▶ The problem:
Keep to one stretch of the data below, the lines from the one with "tax_rate_id: Some(if i" up to and including the one with "let products = (1..=12u64)", and return that stretch exactly.

------ Provided information ------

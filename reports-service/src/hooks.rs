//! Extension points run while each report row is prepared.
//!
//! [`AdditionalField`]s add computed fields to a row before context
//! filtering. [`ItemFilter`]s run last, in registration order, and may
//! rewrite the finished entry.

use std::sync::Arc;

use serde_json::Value;

use crate::handlers::reports::ReportRequest;
use crate::models::{ReportEntry, ReportItem};
use crate::schema::FieldSchema;

/// Post-processing step for a single report entry.
///
/// `raw` is the row exactly as the data source returned it.
pub trait ItemFilter: Send + Sync {
    fn filter(&self, entry: ReportEntry, raw: &ReportItem, request: &ReportRequest) -> ReportEntry;
}

impl<F> ItemFilter for F
where
    F: Fn(ReportEntry, &ReportItem, &ReportRequest) -> ReportEntry + Send + Sync,
{
    fn filter(&self, entry: ReportEntry, raw: &ReportItem, request: &ReportRequest) -> ReportEntry {
        self(entry, raw, request)
    }
}

type FieldGetter = dyn Fn(&ReportItem, &ReportRequest) -> Option<Value> + Send + Sync;

/// A computed field appended to every row and to the item schema.
#[derive(Clone)]
pub struct AdditionalField {
    pub schema: FieldSchema,
    get: Arc<FieldGetter>,
}

impl AdditionalField {
    pub fn new<F>(schema: FieldSchema, get: F) -> Self
    where
        F: Fn(&ReportItem, &ReportRequest) -> Option<Value> + Send + Sync + 'static,
    {
        Self {
            schema,
            get: Arc::new(get),
        }
    }

    /// Sets the field on `item` when it is visible in the request context
    /// and the getter yields a value.
    pub fn apply(&self, item: &mut ReportItem, request: &ReportRequest) {
        if !self.schema.visible_in(request.args.context) {
            return;
        }
        if let Some(value) = (self.get)(item, request) {
            item.insert(self.schema.name.clone(), value);
        }
    }
}

impl std::fmt::Debug for AdditionalField {
    fn fmt(&self, f: &mut std::fmt::Formatter<'_>) -> std::fmt::Result {
        f.debug_struct("AdditionalField")
            .field("schema", &self.schema)
            .finish_non_exhaustive()
    }
}
//! Report definitions.
//!
//! Every report shares the same namespace and pagination parameters
//! ([`ReportConfig`], [`base_collection_params`]); individual reports only
//! override the item schema, widen the parameter set and name the parent
//! resource their rows link to.

pub mod products;
pub mod taxes;

use serde_json::json;

use crate::schema::{CollectionParams, Context, FieldSchema, FieldType, ItemSchema, ParamSchema};

pub const NAMESPACE: &str = "wc/v3";

/// Routing shared by all reports: `/{namespace}/{rest_base}`.
#[derive(Debug, Clone, PartialEq, Eq)]
pub struct ReportConfig {
    pub namespace: String,
    pub rest_base: String,
}

impl ReportConfig {
    pub fn new(rest_base: impl Into<String>) -> Self {
        Self {
            namespace: NAMESPACE.to_string(),
            rest_base: rest_base.into(),
        }
    }

    pub fn route(&self) -> String {
        format!("/{}/{}", self.namespace, self.rest_base)
    }

    /// Short name used in logs and metric labels, e.g. `products`.
    pub fn name(&self) -> &str {
        self.rest_base
            .rsplit('/')
            .next()
            .unwrap_or(self.rest_base.as_str())
    }
}

/// Which resource an item links back to, and the item field holding its id.
#[derive(Debug, Clone, PartialEq, Eq)]
pub struct ParentLink {
    pub rel: String,
    pub resource: String,
    pub id_field: String,
}

impl ParentLink {
    pub fn new(rel: &str, resource: &str, id_field: &str) -> Self {
        Self {
            rel: rel.to_string(),
            resource: resource.to_string(),
            id_field: id_field.to_string(),
        }
    }
}

#[derive(Debug, Clone, PartialEq)]
pub struct ReportDefinition {
    pub config: ReportConfig,
    pub item_schema: ItemSchema,
    pub collection_params: CollectionParams,
    pub parent_link: Option<ParentLink>,
}

impl ReportDefinition {
    /// A report with the base schema and parameters and no parent link.
    pub fn base(rest_base: &str) -> Self {
        Self {
            config: ReportConfig::new(rest_base),
            item_schema: base_item_schema(),
            collection_params: base_collection_params(),
            parent_link: None,
        }
    }
}

/// `slug` and `description`, both visible in the `view` context only.
pub fn base_item_schema() -> ItemSchema {
    ItemSchema::new("report")
        .field(
            FieldSchema::new(
                "slug",
                FieldType::String,
                "An alphanumeric identifier for the resource.",
            )
            .with_context(&[Context::View]),
        )
        .field(
            FieldSchema::new(
                "description",
                FieldType::String,
                "A human-readable description of the resource.",
            )
            .with_context(&[Context::View]),
        )
}

pub fn base_collection_params() -> CollectionParams {
    CollectionParams::new()
        .with(
            ParamSchema::enumeration(
                "context",
                "Scope under which the request is made; determines fields present in response.",
                &["view", "edit"],
            )
            .with_default(json!("view")),
        )
        .with(
            ParamSchema::integer("page", "Current page of the collection.", Some(1), None)
                .with_default(json!(1)),
        )
        .with(
            ParamSchema::integer(
                "per_page",
                "Maximum number of items to be returned in result set.",
                Some(1),
                Some(100),
            )
            .with_default(json!(10)),
        )
        .with(ParamSchema::date_time(
            "after",
            "Limit response to resources published after a given ISO8601 compliant date.",
        ))
        .with(ParamSchema::date_time(
            "before",
            "Limit response to resources published before a given ISO8601 compliant date.",
        ))
        .with(
            ParamSchema::enumeration(
                "order",
                "Order sort attribute ascending or descending.",
                &["asc", "desc"],
            )
            .with_default(json!("desc")),
        )
        .with(
            ParamSchema::enumeration("orderby", "Sort collection by object attribute.", &["date"])
                .with_default(json!("date")),
        )
}
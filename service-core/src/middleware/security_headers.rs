use axum::{extract::Request, http::header, middleware::Next, response::IntoResponse};

/// Hardening headers for a JSON-only API surface.
pub async fn security_headers_middleware(req: Request, next: Next) -> impl IntoResponse {
    let mut response = next.run(req).await;
    let headers = response.headers_mut();

    headers.insert(
        header::X_CONTENT_TYPE_OPTIONS,
        header::HeaderValue::from_static("nosniff"),
    );
    headers.insert(
        header::STRICT_TRANSPORT_SECURITY,
        header::HeaderValue::from_static("max-age=31536000; includeSubDomains"),
    );
    headers.insert(
        header::CONTENT_SECURITY_POLICY,
        header::HeaderValue::from_static("default-src 'none'; frame-ancestors 'none'"),
    );
    headers.insert(
        header::X_FRAME_OPTIONS,
        header::HeaderValue::from_static("DENY"),
    );

    response
}
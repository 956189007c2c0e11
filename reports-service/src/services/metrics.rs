use metrics::counter;
use metrics_exporter_prometheus::{PrometheusBuilder, PrometheusHandle};
use std::sync::OnceLock;

pub static METRICS_HANDLE: OnceLock<PrometheusHandle> = OnceLock::new();

/// Installs the global Prometheus recorder. Safe to call more than once;
/// only the first call installs anything.
pub fn init_metrics() {
    if METRICS_HANDLE.get().is_some() {
        return;
    }

    match PrometheusBuilder::new().install_recorder() {
        Ok(handle) => {
            let _ = METRICS_HANDLE.set(handle);
        }
        Err(e) => tracing::warn!(error = %e, "Prometheus recorder not installed"),
    }
}

pub fn get_metrics() -> String {
    METRICS_HANDLE
        .get()
        .map(|handle| handle.render())
        .unwrap_or_else(|| "# Metrics recorder not initialized\n".to_string())
}

/// Counts one served report page and the rows it carried.
pub fn record_report_request(report: &str, items: usize) {
    counter!("reports_requests_total", "report" => report.to_string()).increment(1);
    counter!("reports_items_returned_total", "report" => report.to_string())
        .increment(items as u64);
}
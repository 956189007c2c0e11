#![allow(dead_code)]

use chrono::{TimeZone, Utc};
use reports_service::config::{Environment, ReportsConfig};
use reports_service::models::{OrderLine, ProductInfo, SalesDataset, TaxRate};
use reports_service::services::InMemorySalesStore;
use reports_service::Application;
use service_core::config::Config as CoreConfig;

pub const PUBLIC_BASE_URL: &str = "http://shop.test";

pub struct TestApp {
    pub address: String,
    pub port: u16,
    pub client: reqwest::Client,
}

/// Twelve products, one order each. Product `i` sells `i` units for
/// `10 * i` net plus `i` tax, on 2024-05-`i`, in category `i % 3 + 1`.
/// Even products are taxed at rate 1, odd ones at rate 2.
pub fn sample_dataset() -> SalesDataset {
    let orders = (1..=12u64)
        .map(|i| OrderLine {
            order_id: 1000 + i,
            product_id: i,
            quantity: i,
            net_revenue: 10.0 * i as f64,
            tax_rate_id: Some(if i % 2 == 0 { 1 } else { 2 }),
            tax_total: i as f64,
            date_created: Utc.with_ymd_and_hms(2024, 5, i as u32, 10, 0, 0).unwrap(),
        })
        .collect();

    let products = (1..=12u64)
        .map(|i| ProductInfo {
            product_id: i,
            name: format!("Product {}", i),
            price: 10.0,
            sku: Some(format!("SKU-{}", i)),
            category_ids: vec![i % 3 + 1],
            stock_status: "instock".to_string(),
            stock_quantity: Some(100 - i as i64),
        })
        .collect();

    let tax_rates = vec![
        TaxRate {
            tax_rate_id: 1,
            code: "US-CA-STATE-1".to_string(),
            name: "CA State Tax".to_string(),
            rate: 7.25,
        },
        TaxRate {
            tax_rate_id: 2,
            code: "US-NY-STATE-1".to_string(),
            name: "NY State Tax".to_string(),
            rate: 4.0,
        },
    ];

    SalesDataset {
        orders,
        products,
        tax_rates,
    }
}

pub fn test_config() -> ReportsConfig {
    ReportsConfig {
        common: CoreConfig {
            host: "127.0.0.1".to_string(),
            port: 0, // Random port
        },
        environment: Environment::Dev,
        service_name: "reports-service-test".to_string(),
        log_level: "debug".to_string(),
        otlp_endpoint: None,
        public_base_url: PUBLIC_BASE_URL.to_string(),
        fixture_path: None,
    }
}

impl TestApp {
    pub async fn spawn() -> Self {
        Self::spawn_with_store(InMemorySalesStore::new(sample_dataset())).await
    }

    pub async fn spawn_with_store(store: InMemorySalesStore) -> Self {
        let app = Application::build_with_store(test_config(), store)
            .await
            .expect("Failed to build test application");
        Self::run(app).await
    }

    pub async fn spawn_with_config(config: ReportsConfig) -> Self {
        let app = Application::build(config)
            .await
            .expect("Failed to build test application");
        Self::run(app).await
    }

    async fn run(app: Application) -> Self {
        let port = app.port();
        let address = format!("http://127.0.0.1:{}", port);

        tokio::spawn(async move {
            app.run_until_stopped().await.ok();
        });

        // Wait for HTTP server to be ready by polling health endpoint
        let client = reqwest::Client::new();
        let health_url = format!("{}/health", address);
        for _ in 0..50 {
            if client.get(&health_url).send().await.is_ok() {
                break;
            }
            tokio::time::sleep(tokio::time::Duration::from_millis(50)).await;
        }

        TestApp {
            address,
            port,
            client,
        }
    }

    pub async fn get(&self, path_and_query: &str) -> reqwest::Response {
        self.client
            .get(format!("{}{}", self.address, path_and_query))
            .send()
            .await
            .expect("Failed to execute request")
    }
}

/// All `Link` header values, in order.
pub fn link_headers(response: &reqwest::Response) -> Vec<String> {
    response
        .headers()
        .get_all("link")
        .iter()
        .map(|v| v.to_str().unwrap().to_string())
        .collect()
}

pub fn header_u64(response: &reqwest::Response, name: &str) -> u64 {
    response
        .headers()
        .get(name)
        .unwrap_or_else(|| panic!("missing {} header", name))
        .to_str()
        .unwrap()
        .parse()
        .unwrap()
}
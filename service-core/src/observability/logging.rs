use opentelemetry::KeyValue;
use opentelemetry_otlp::WithExportConfig;
use opentelemetry_sdk::{Resource, runtime, trace as sdktrace};
use tracing_subscriber::{layer::SubscriberExt, util::SubscriberInitExt};

/// Install the global subscriber: env-filter, JSON formatting and, when an
/// OTLP endpoint is given, span export through opentelemetry.
pub fn init_tracing(service_name: &str, log_level: &str, otlp_endpoint: Option<&str>) {
    let env_filter = tracing_subscriber::EnvFilter::try_from_default_env()
        .unwrap_or_else(|_| tracing_subscriber::EnvFilter::new(log_level));

    let telemetry = otlp_endpoint.and_then(|endpoint| {
        let otlp_exporter = opentelemetry_otlp::new_exporter()
            .tonic()
            .with_endpoint(endpoint);

        match opentelemetry_otlp::new_pipeline()
            .tracing()
            .with_exporter(otlp_exporter)
            .with_trace_config(sdktrace::config().with_resource(Resource::new(vec![
                KeyValue::new("service.name", service_name.to_string()),
            ])))
            .install_batch(runtime::Tokio)
        {
            Ok(tracer) => Some(tracing_opentelemetry::layer().with_tracer(tracer)),
            Err(e) => {
                eprintln!(
                    "Failed to initialize OTLP tracer for service '{}' at endpoint '{}': {}",
                    service_name, endpoint, e
                );
                None
            }
        }
    });

    tracing_subscriber::registry()
        .with(env_filter)
        .with(telemetry)
        .with(
            tracing_subscriber::fmt::layer()
                .with_file(true)
                .with_line_number(true)
                .json()
                .flatten_event(true),
        )
        .init();
}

------

▶ Task output:
            tax_rate_id: Some(if i % 2 == 0 { 1 } else { 2 }),
            tax_total: i as f64,
            date_created: Utc.with_ymd_and_hms(2024, 5, i as u32, 10, 0, 0).unwrap(),
        })
        .collect();

    let products = (1..=12u64)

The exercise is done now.